◆ To do ◆
Starting at the first line of the data below, repeat each line word for word up to and including the line with "use std::future::Future;".

- Opening Delimiter -

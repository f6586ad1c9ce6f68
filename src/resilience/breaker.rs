//! # Circuit Breaker
//!
//! Guards one downstream stage. After `failure_threshold` consecutive failures the breaker opens
//! and rejects calls without invoking the stage; once `recovery_timeout` has passed since the last
//! failure, a single trial call is let through to decide whether to close again.

use serde::Serialize;
use std::fmt;
use std::future::Future;
use std::sync::{Mutex, MutexGuard};
use std::time::Duration;
use tokio::time::Instant;
use tracing::{info, warn};

#[derive(Debug, Clone, Copy, PartialEq, Eq, Serialize)]
#[serde(rename_all = "SCREAMING_SNAKE_CASE")]
pub enum CircuitState {
    Closed,
    Open,
    HalfOpen,
}

/// Why a guarded call did not produce a value.
#[derive(Debug)]
pub enum BreakerError<E> {
    /// Rejected without calling the stage
    Open,
    /// The stage was called and failed
    Inner(E),
}

impl<E: fmt::Display> fmt::Display for BreakerError<E> {
    fn fmt(&self, f: &mut fmt::Formatter<'_>) -> fmt::Result {
        match self {
            BreakerError::Open => write!(f, "Circuit breaker is open"),
            BreakerError::Inner(err) => write!(f, "{}", err),
        }
    }
}

impl<E: std::error::Error + 'static> std::error::Error for BreakerError<E> {
    fn source(&self) -> Option<&(dyn std::error::Error + 'static)> {
        match self {
            BreakerError::Open => None,
            BreakerError::Inner(err) => Some(err),
        }
    }
}

#[derive(Debug, Clone, Copy, Serialize)]
pub struct BreakerSnapshot {
    pub state: CircuitState,
    pub failure_count: u32,
    pub failure_threshold: u32,
    pub recovery_timeout_seconds: u64,
}

#[derive(Debug)]
struct BreakerState {
    state: CircuitState,
    failure_count: u32,
    last_failure: Option<Instant>,
    trial_in_flight: bool,
    failure_threshold: u32,
    recovery_timeout: Duration,
}

#[derive(Debug)]
pub struct CircuitBreaker {
    name: String,
    inner: Mutex<BreakerState>,
}

/// Clears the half-open trial slot if the guarded future is dropped before it finishes.
struct TrialGuard<'a> {
    breaker: &'a CircuitBreaker,
    armed: bool,
}

impl Drop for TrialGuard<'_> {
    fn drop(&mut self) {
        if self.armed {
            self.breaker.lock().trial_in_flight = false;
        }
    }
}

impl CircuitBreaker {
    pub fn new(name: impl Into<String>, failure_threshold: u32, recovery_timeout: Duration) -> Self {
        Self {
            name: name.into(),
            inner: Mutex::new(BreakerState {
                state: CircuitState::Closed,
                failure_count: 0,
                last_failure: None,
                trial_in_flight: false,
                failure_threshold,
                recovery_timeout,
            }),
        }
    }

    fn lock(&self) -> MutexGuard<'_, BreakerState> {
        self.inner.lock().unwrap_or_else(|poisoned| poisoned.into_inner())
    }

    pub fn name(&self) -> &str {
        &self.name
    }

    /// Invoke `f` through the breaker.
    ///
    /// ## Behavior by state:
    /// - **CLOSED**: call through; failures count towards the threshold
    /// - **OPEN**: `Err(BreakerError::Open)` without calling, until the recovery timeout elapses
    /// - **HALF_OPEN**: exactly one trial call; concurrent callers are rejected as if open
    pub async fn call<T, E, F, Fut>(&self, f: F) -> Result<T, BreakerError<E>>
    where
        F: FnOnce() -> Fut,
        Fut: Future<Output = Result<T, E>>,
    {
        let trial = self.admit()?;
        let mut guard = TrialGuard { breaker: self, armed: trial };

        let result = f().await;
        guard.armed = false;

        match result {
            Ok(value) => {
                self.on_success();
                Ok(value)
            }
            Err(err) => {
                self.on_failure();
                Err(BreakerError::Inner(err))
            }
        }
    }

    /// Decide whether a call may proceed. `Ok(true)` means it is the half-open trial.
    fn admit<E>(&self) -> Result<bool, BreakerError<E>> {
        let mut inner = self.lock();
        match inner.state {
            CircuitState::Closed => Ok(false),
            CircuitState::Open => {
                let recovery_timeout = inner.recovery_timeout;
                let recovered = inner
                    .last_failure
                    .map(|at| at.elapsed() >= recovery_timeout)
                    .unwrap_or(true);
                if !recovered {
                    return Err(BreakerError::Open);
                }
                info!(breaker = %self.name, "Circuit breaker half-open, allowing a trial call");
                inner.state = CircuitState::HalfOpen;
                inner.trial_in_flight = true;
                Ok(true)
            }
            CircuitState::HalfOpen => {
                if inner.trial_in_flight {
                    Err(BreakerError::Open)
                } else {
                    inner.trial_in_flight = true;
                    Ok(true)
                }
            }
        }
    }

    fn on_success(&self) {
        let mut inner = self.lock();
        if inner.state != CircuitState::Closed {
            info!(breaker = %self.name, "Circuit breaker closed");
        }
        inner.state = CircuitState::Closed;
        inner.failure_count = 0;
        inner.last_failure = None;
        inner.trial_in_flight = false;
    }

    fn on_failure(&self) {
        let mut inner = self.lock();
        inner.failure_count = inner.failure_count.saturating_add(1);
        inner.last_failure = Some(Instant::now());
        inner.trial_in_flight = false;

        match inner.state {
            CircuitState::HalfOpen => {
                inner.state = CircuitState::Open;
                warn!(breaker = %self.name, "Trial failed, circuit breaker reopened");
            }
            CircuitState::Closed if inner.failure_count >= inner.failure_threshold => {
                inner.state = CircuitState::Open;
                warn!(
                    breaker = %self.name,
                    failures = inner.failure_count,
                    "Circuit breaker opened"
                );
            }
            _ => {}
        }
    }

    /// Force the breaker open, e.g. when a stage has exhausted its retry budget.
    pub fn trip(&self) {
        let mut inner = self.lock();
        inner.state = CircuitState::Open;
        inner.failure_count = inner.failure_count.max(inner.failure_threshold);
        inner.last_failure = Some(Instant::now());
        inner.trial_in_flight = false;
        warn!(breaker = %self.name, "Circuit breaker tripped");
    }

    pub fn state(&self) -> CircuitState {
        self.lock().state
    }

    pub fn snapshot(&self) -> BreakerSnapshot {
        let inner = self.lock();
        BreakerSnapshot {
            state: inner.state,
            failure_count: inner.failure_count,
            failure_threshold: inner.failure_threshold,
            recovery_timeout_seconds: inner.recovery_timeout.as_secs(),
        }
    }

    /// Change the threshold and recovery timeout without touching the current state.
    ///
    /// An open breaker measures the new timeout from its last failure.
    pub fn reconfigure(&self, failure_threshold: u32, recovery_timeout: Duration) {
        let mut inner = self.lock();
        if inner.failure_threshold != failure_threshold || inner.recovery_timeout != recovery_timeout {
            info!(
                breaker = %self.name,
                failure_threshold,
                recovery_timeout_secs = recovery_timeout.as_secs(),
                "Circuit breaker reconfigured"
            );
        }
        inner.failure_threshold = failure_threshold;
        inner.recovery_timeout = recovery_timeout;
    }
}

#[cfg(test)]
mod tests {
    use super::*;
    use std::sync::atomic::{AtomicU32, Ordering};

    async fn fail(breaker: &CircuitBreaker) -> Result<(), BreakerError<&'static str>> {
        breaker.call(|| async { Err::<(), _>("boom") }).await
    }

    async fn succeed(breaker: &CircuitBreaker) -> Result<u32, BreakerError<&'static str>> {
        breaker.call(|| async { Ok(7) }).await
    }

    #[tokio::test(start_paused = true)]
    async fn test_opens_after_threshold_and_stops_calling() {
        let breaker = CircuitBreaker::new("ai_pipeline", 5, Duration::from_secs(60));
        for _ in 0..5 {
            assert!(matches!(fail(&breaker).await, Err(BreakerError::Inner("boom"))));
        }
        assert_eq!(breaker.state(), CircuitState::Open);

        let invoked = AtomicU32::new(0);
        let result: Result<(), BreakerError<&str>> = breaker
            .call(|| {
                invoked.fetch_add(1, Ordering::SeqCst);
                async { Ok(()) }
            })
            .await;
        assert!(matches!(result, Err(BreakerError::Open)));
        assert_eq!(invoked.load(Ordering::SeqCst), 0);
    }

    #[tokio::test(start_paused = true)]
    async fn test_trial_after_recovery_timeout_closes_on_success() {
        let breaker = CircuitBreaker::new("tts", 2, Duration::from_secs(60));
        fail(&breaker).await.ok();
        fail(&breaker).await.ok();

        tokio::time::advance(Duration::from_secs(59)).await;
        assert!(matches!(succeed(&breaker).await, Err(BreakerError::Open)));

        tokio::time::advance(Duration::from_secs(1)).await;
        assert_eq!(succeed(&breaker).await.unwrap(), 7);
        assert_eq!(breaker.state(), CircuitState::Closed);
        assert_eq!(breaker.snapshot().failure_count, 0);
    }

    #[tokio::test(start_paused = true)]
    async fn test_failed_trial_reopens_with_fresh_timer() {
        let breaker = CircuitBreaker::new("stt", 1, Duration::from_secs(10));
        fail(&breaker).await.ok();
        tokio::time::advance(Duration::from_secs(10)).await;

        assert!(matches!(fail(&breaker).await, Err(BreakerError::Inner(_))));
        assert_eq!(breaker.state(), CircuitState::Open);

        // the timer restarted at the trial failure
        tokio::time::advance(Duration::from_secs(5)).await;
        assert!(matches!(succeed(&breaker).await, Err(BreakerError::Open)));
        tokio::time::advance(Duration::from_secs(5)).await;
        assert!(succeed(&breaker).await.is_ok());
    }

    #[tokio::test(start_paused = true)]
    async fn test_only_one_trial_at_a_time() {
        let breaker = std::sync::Arc::new(CircuitBreaker::new("trial", 1, Duration::from_secs(1)));
        fail(&breaker).await.ok();
        tokio::time::advance(Duration::from_secs(1)).await;

        let (release_tx, release_rx) = tokio::sync::oneshot::channel::<()>();
        let slow_trial = {
            let breaker = std::sync::Arc::clone(&breaker);
            tokio::spawn(async move {
                breaker
                    .call(|| async move {
                        release_rx.await.ok();
                        Ok::<_, &'static str>(1)
                    })
                    .await
            })
        };
        tokio::task::yield_now().await;
        assert_eq!(breaker.state(), CircuitState::HalfOpen);

        assert!(matches!(succeed(&breaker).await, Err(BreakerError::Open)));

        release_tx.send(()).unwrap();
        assert_eq!(slow_trial.await.unwrap().unwrap(), 1);
        assert_eq!(breaker.state(), CircuitState::Closed);
    }

    #[tokio::test(start_paused = true)]
    async fn test_success_in_closed_clears_failures() {
        let breaker = CircuitBreaker::new("pipeline", 3, Duration::from_secs(60));
        fail(&breaker).await.ok();
        fail(&breaker).await.ok();
        succeed(&breaker).await.unwrap();
        fail(&breaker).await.ok();
        fail(&breaker).await.ok();
        assert_eq!(breaker.state(), CircuitState::Closed);
    }

    #[tokio::test(start_paused = true)]
    async fn test_trip_forces_open() {
        let breaker = CircuitBreaker::new("ai_pipeline", 5, Duration::from_secs(60));
        breaker.trip();
        let snapshot = breaker.snapshot();
        assert_eq!(snapshot.state, CircuitState::Open);
        assert_eq!(snapshot.failure_count, 5);
        assert!(matches!(succeed(&breaker).await, Err(BreakerError::Open)));
        assert_eq!(serde_json::to_value(snapshot.state).unwrap(), "OPEN");
    }

    #[tokio::test(start_paused = true)]
    async fn test_reconfigure_changes_threshold_and_recovery() {
        let breaker = CircuitBreaker::new("ai_pipeline", 5, Duration::from_secs(60));
        fail(&breaker).await.ok();

        breaker.reconfigure(2, Duration::from_secs(5));
        fail(&breaker).await.ok();
        assert_eq!(breaker.state(), CircuitState::Open);

        tokio::time::advance(Duration::from_secs(5)).await;
        assert!(succeed(&breaker).await.is_ok());

        let snapshot = breaker.snapshot();
        assert_eq!(snapshot.failure_threshold, 2);
        assert_eq!(snapshot.recovery_timeout_seconds, 5);
    }
}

- Closing Delimiter -

◆ Exercise solution ◆
repository f6586ad1c9ce6f68
filename src/resilience/breaker.rs
//! # Circuit Breaker
//!
//! Guards one downstream stage. After `failure_threshold` consecutive failures the breaker opens
//! and rejects calls without invoking the stage; once `recovery_timeout` has passed since the last
//! failure, a single trial call is let through to decide whether to close again.

use serde::Serialize;
use std::fmt;
use std::future::Future;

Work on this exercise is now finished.